Yoon Jongyeon, Rao Mingxing, McMaster Elyssa M, Cho Chloe, Newlin Nancy R, Schilling Kurt G, Landman Bennett A, Moyer Daniel
Department of Computer Science, Vanderbilt University, Nashville, TN, USA.
Department of Electrical and Computer Engineering, Vanderbilt University, Nashville, TN, USA.
Proc IEEE Int Symp Biomed Imaging. 2025;2025. doi: 10.1109/isbi60581.2025.10981144. Epub 2025 May 12.

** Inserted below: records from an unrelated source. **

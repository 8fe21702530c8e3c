//! Monetary totals

use crate::record::{InvalidLineTotal, LineItem};

/// Derived amounts for one render
///
/// Full-precision arithmetic throughout; values are rounded to two fraction
/// digits only when formatted for display. Intermediate rounding would skew
/// the VAT amount.
#[derive(Debug, Clone, Copy, PartialEq)]
pub struct MonetaryTotals {
    pub subtotal: f64,
    pub discount: f64,
    pub vat: f64,
    pub grand_total: f64,
}

/// Derive totals from line items and theme rates
///
/// `subtotal` sums the items in order; `discount = subtotal * discount_rate`;
/// `vat = (subtotal - discount) * vat_rate`;
/// `grand_total = subtotal - discount + vat`. Rates outside [0, 1] are
/// accepted as-is; rate validation is deliberately permissive.
pub fn compute_totals(
    items: &[LineItem],
    discount_rate: f64,
    vat_rate: f64,
) -> Result<MonetaryTotals, InvalidLineTotal> {
    let mut subtotal = 0.0_f64;
    for (index, item) in items.iter().enumerate() {
        let value: f64 = item.line_total.trim().parse().map_err(|_| InvalidLineTotal {
            index,
            value: item.line_total.clone(),
        })?;
        subtotal += value;
    }

    let discount = subtotal * discount_rate;
    let vat = (subtotal - discount) * vat_rate;
    let grand_total = subtotal - discount + vat;

    Ok(MonetaryTotals {
        subtotal,
        discount,
        vat,
        grand_total,
    })
}
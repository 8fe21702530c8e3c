use anyhow::Result;
use invoice_render::{
    BuildError, DocumentBuilder, InvoiceRecord, LineItem, RenderWarning, ThemeRegistry,
};
use std::path::PathBuf;

/// Locate an Arabic-capable TrueType font on the host
///
/// End-to-end rendering needs a real font file. Tests that render skip
/// themselves when none is found; set INVOICE_TEST_FONT to point at one.
fn find_font() -> Option<Vec<u8>> {
    if let Ok(path) = std::env::var("INVOICE_TEST_FONT") {
        if let Ok(data) = std::fs::read(&path) {
            return Some(data);
        }
    }
    let candidates = [
        "/usr/share/fonts/truetype/dejavu/DejaVuSans.ttf",
        "/usr/share/fonts/truetype/noto/NotoNaskhArabic-Regular.ttf",
        "/usr/share/fonts/truetype/kacst/KacstOne.ttf",
        "/System/Library/Fonts/Supplemental/Arial.ttf",
    ];
    candidates
        .iter()
        .find_map(|path| std::fs::read(path).ok())
}

fn sample_record() -> InvoiceRecord {
    InvoiceRecord {
        invoice_no: "INV-1001".to_string(),
        invoice_date: "2024-01-15".to_string(),
        due_date: "2024-01-29".to_string(),
        client_info: vec![
            "مؤسسة الاختبار التجارية".to_string(),
            "جدة، المملكة العربية السعودية".to_string(),
        ],
        items: vec![
            LineItem {
                description: "تطوير موقع إلكتروني".to_string(),
                unit: "ساعة".to_string(),
                quantity: "40".to_string(),
                line_total: "6000.00".to_string(),
            },
            LineItem {
                description: "استضافة سنوية".to_string(),
                unit: "سنة".to_string(),
                quantity: "1".to_string(),
                line_total: "500.00".to_string(),
            },
        ],
    }
}

#[test]
fn test_unknown_theme_fails_before_rendering() {
    let Some(font) = find_font() else {
        eprintln!("skipping: no test font found");
        return;
    };
    let builder = DocumentBuilder::new(ThemeRegistry::with_builtin(), &font).unwrap();
    let err = builder.build(&sample_record(), "Company 9 - Imaginary").unwrap_err();
    assert!(matches!(err, BuildError::ThemeNotFound(_)));
}

#[test]
fn test_each_builtin_theme_renders_a_parseable_pdf() -> Result<()> {
    let Some(font) = find_font() else {
        eprintln!("skipping: no test font found");
        return Ok(());
    };
    let builder = DocumentBuilder::new(ThemeRegistry::with_builtin(), &font)?;

    let ids: Vec<String> = builder.registry().ids().map(String::from).collect();
    for theme_id in ids {
        let doc = builder.build(&sample_record(), &theme_id)?;
        assert!(doc.bytes.starts_with(b"%PDF"), "{theme_id}: not a PDF");

        let parsed = lopdf::Document::load_mem(&doc.bytes)?;
        assert_eq!(parsed.get_pages().len(), 1, "{theme_id}: page count");
    }
    Ok(())
}

#[test]
fn test_same_record_renders_identical_bytes() -> Result<()> {
    let Some(font) = find_font() else {
        eprintln!("skipping: no test font found");
        return Ok(());
    };
    let builder = DocumentBuilder::new(ThemeRegistry::with_builtin(), &font)?;
    let record = sample_record();

    let first = builder.build(&record, "Company 1 - Classic")?;
    let second = builder.build(&record, "Company 1 - Classic")?;
    assert_eq!(first.bytes, second.bytes);
    Ok(())
}

#[test]
fn test_missing_logo_warns_but_succeeds() -> Result<()> {
    let Some(font) = find_font() else {
        eprintln!("skipping: no test font found");
        return Ok(());
    };
    // Built-in themes point at asset paths that do not exist on test hosts.
    let builder = DocumentBuilder::new(ThemeRegistry::with_builtin(), &font)?;
    let doc = builder.build(&sample_record(), "Company 1 - Classic")?;
    assert!(doc.warnings.contains(&RenderWarning::LogoMissing));
    Ok(())
}

#[test]
fn test_bad_line_total_writes_no_file() -> Result<()> {
    let Some(font) = find_font() else {
        eprintln!("skipping: no test font found");
        return Ok(());
    };
    let builder = DocumentBuilder::new(ThemeRegistry::with_builtin(), &font)?;
    let dir = std::env::temp_dir().join("invoice-render-test-bad-total");
    std::fs::create_dir_all(&dir)?;

    let mut record = sample_record();
    record.invoice_no = "INV-BAD".to_string();
    record.items[1].line_total = "خمسمائة".to_string();

    let err = builder
        .build_to_dir(&record, "Company 2 - Modern", &dir)
        .unwrap_err();
    assert!(matches!(
        err,
        BuildError::InvalidLineItem { index: 1, .. }
    ));
    assert!(!dir.join("INV-BAD.pdf").exists());

    std::fs::remove_dir_all(&dir)?;
    Ok(())
}

#[test]
fn test_batch_continues_past_failures() -> Result<()> {
    let Some(font) = find_font() else {
        eprintln!("skipping: no test font found");
        return Ok(());
    };
    let builder = DocumentBuilder::new(ThemeRegistry::with_builtin(), &font)?;
    let dir = std::env::temp_dir().join("invoice-render-test-batch");
    std::fs::create_dir_all(&dir)?;

    let good = sample_record();
    let mut bad = sample_record();
    bad.invoice_no = "INV-1002".to_string();
    bad.items[0].line_total = "n/a".to_string();
    let mut last = sample_record();
    last.invoice_no = "INV-1003".to_string();

    let results = builder.build_batch(&[good, bad, last], "Company 3 - Professional", &dir);
    assert_eq!(results.len(), 3);
    assert!(results[0].is_ok());
    assert!(results[1].is_err());
    assert!(results[2].is_ok());

    let written: Vec<PathBuf> = results.into_iter().flatten().collect();
    assert_eq!(written.len(), 2);
    for path in &written {
        assert!(path.exists());
    }

    std::fs::remove_dir_all(&dir)?;
    Ok(())
}

#[test]
fn test_long_item_list_attaches_overflow_warning() -> Result<()> {
    let Some(font) = find_font() else {
        eprintln!("skipping: no test font found");
        return Ok(());
    };
    let builder = DocumentBuilder::new(ThemeRegistry::with_builtin(), &font)?;

    let mut record = sample_record();
    record.items = (1..=40)
        .map(|i| LineItem {
            description: format!("بند رقم {i}"),
            unit: "قطعة".to_string(),
            quantity: "1".to_string(),
            line_total: "10.00".to_string(),
        })
        .collect();

    // 40 rows push the flowed content well past the footer reserve; the
    // render still succeeds and reports it.
    let doc = builder.build(&record, "Company 1 - Classic")?;
    assert!(doc.warnings.contains(&RenderWarning::ContentOverflow));
    Ok(())
}

#[test]
fn test_empty_items_render_totals_of_zero() -> Result<()> {
    let Some(font) = find_font() else {
        eprintln!("skipping: no test font found");
        return Ok(());
    };
    let builder = DocumentBuilder::new(ThemeRegistry::with_builtin(), &font)?;

    let mut record = sample_record();
    record.items.clear();
    let doc = builder.build(&record, "Company 1 - Classic")?;
    assert!(doc.bytes.starts_with(b"%PDF"));
    Ok(())
}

Diffusion MRI (dMRI) streamline tractography has been the gold standard for non-invasive estimation of white matter (WM) pathways in the human brain. Recent advancements in deep learning have enabled the generation of streamlines from T1-weighted (T1w) MRI, a more common imaging method. The accuracy of current T1w tracking methods is limited by their recurrent architecture. In the present work, we modify a current state-of-the-art T1w tractography method (CoRNN), replacing recurrent units and its sequential representation with Transformer modules, and modifying both the representation and the prediction network for the fiber orientation distributions. We demonstrate that these changes provide substantial performance benefits over the baseline method, producing high angular consistency with the gold standard dMRI tractogram in healthy normal adult humans.
扩散磁共振成像(dMRI)流线追踪术一直是无创估计人脑白质(WM)通路的金标准。深度学习的最新进展使得能够从T1加权(T1w)MRI(一种更常见的成像方法)生成流线。当前T1w追踪方法的准确性受到其循环架构的限制。在本研究中,我们修改了当前最先进的T1w追踪方法(CoRNN),用Transformer模块替换循环单元及其顺序表示,并修改了纤维方向分布的表示和预测网络。我们证明,这些改变比基线方法具有显著的性能优势,在健康正常成年人中与金标准dMRI纤维束成像具有高度的角度一致性。